▶ Aim of the exercise
A complete and exact copy of the data below is required.

□ □ □ □ □

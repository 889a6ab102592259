use std::sync::Arc;

use validator::Validate;

use crate::{
    errors::{AppError, AppResult},
    models::{
        domain::Question,
        dto::{
            request::{CreateQuestionRequest, UpdateQuestionRequest},
            response::QuestionDto,
        },
    },
    repositories::{QuestionRepository, SurveyRepository},
};

pub struct QuestionService {
    questions: Arc<dyn QuestionRepository>,
    surveys: Arc<dyn SurveyRepository>,
}

impl QuestionService {
    pub fn new(questions: Arc<dyn QuestionRepository>, surveys: Arc<dyn SurveyRepository>) -> Self {
        Self { questions, surveys }
    }

    pub async fn create_question(&self, request: CreateQuestionRequest) -> AppResult<QuestionDto> {
        request.validate()?;

        let question = Question::new(&request.question, request.meta);
        let created = self.questions.create(question).await?;

        log::info!("Created question {}", created.id);
        Ok(created.into())
    }

    pub async fn list_questions(&self) -> AppResult<Vec<QuestionDto>> {
        let questions = self.questions.find_all().await?;
        Ok(questions.into_iter().map(QuestionDto::from).collect())
    }

    pub async fn get_question(&self, id: &str) -> AppResult<QuestionDto> {
        let question = self.find_question(id).await?;
        Ok(question.into())
    }

    pub async fn update_question(
        &self,
        id: &str,
        request: UpdateQuestionRequest,
    ) -> AppResult<QuestionDto> {
        request.validate()?;

        let mut question = self.find_question(id).await?;
        request.apply_to(&mut question);

        let updated = self.questions.update(question).await?;
        Ok(updated.into())
    }

    /// Questions still placed on a survey cannot be deleted; the survey must drop them first.
    pub async fn delete_question(&self, id: &str) -> AppResult<()> {
        self.find_question(id).await?;

        let references = self.surveys.count_question_references(id).await?;
        if references > 0 {
            return Err(AppError::Conflict(format!(
                "question is used by {} survey position(s)",
                references
            )));
        }

        self.questions.delete(id).await?;
        log::info!("Deleted question {}", id);
        Ok(())
    }

    async fn find_question(&self, id: &str) -> AppResult<Question> {
        self.questions
            .find_by_id(id)
            .await?
            .ok_or_else(|| AppError::NotFound(format!("Question with id '{}' not found", id)))
    }
}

□ □ □ □ □

▶ Problem solution
repository 889a6ab102592259
use std::sync::Arc;

use validator::Validate;

use crate::{
    errors::{AppError, AppResult},
    models::{
        domain::Question,
        dto::{
            request::{CreateQuestionRequest, UpdateQuestionRequest},
            response::QuestionDto,
        },
    },
    repositories::{QuestionRepository, SurveyRepository},
};

pub struct QuestionService {
    questions: Arc<dyn QuestionRepository>,
    surveys: Arc<dyn SurveyRepository>,
}

impl QuestionService {
    pub fn new(questions: Arc<dyn QuestionRepository>, surveys: Arc<dyn SurveyRepository>) -> Self {
        Self { questions, surveys }
    }

    pub async fn create_question(&self, request: CreateQuestionRequest) -> AppResult<QuestionDto> {
        request.validate()?;

        let question = Question::new(&request.question, request.meta);
        let created = self.questions.create(question).await?;

        log::info!("Created question {}", created.id);
        Ok(created.into())
    }

    pub async fn list_questions(&self) -> AppResult<Vec<QuestionDto>> {
        let questions = self.questions.find_all().await?;
        Ok(questions.into_iter().map(QuestionDto::from).collect())
    }

    pub async fn get_question(&self, id: &str) -> AppResult<QuestionDto> {
        let question = self.find_question(id).await?;
        Ok(question.into())
    }

    pub async fn update_question(
        &self,
        id: &str,
        request: UpdateQuestionRequest,
    ) -> AppResult<QuestionDto> {
        request.validate()?;

        let mut question = self.find_question(id).await?;
        request.apply_to(&mut question);

        let updated = self.questions.update(question).await?;
        Ok(updated.into())
    }

    /// Questions still placed on a survey cannot be deleted; the survey must drop them first.
    pub async fn delete_question(&self, id: &str) -> AppResult<()> {
        self.find_question(id).await?;

        let references = self.surveys.count_question_references(id).await?;
        if references > 0 {
            return Err(AppError::Conflict(format!(
                "question is used by {} survey position(s)",
                references
            )));
        }

        self.questions.delete(id).await?;
        log::info!("Deleted question {}", id);
        Ok(())
    }

    async fn find_question(&self, id: &str) -> AppResult<Question> {
        self.questions
            .find_by_id(id)
            .await?
            .ok_or_else(|| AppError::NotFound(format!("Question with id '{}' not found", id)))
    }
}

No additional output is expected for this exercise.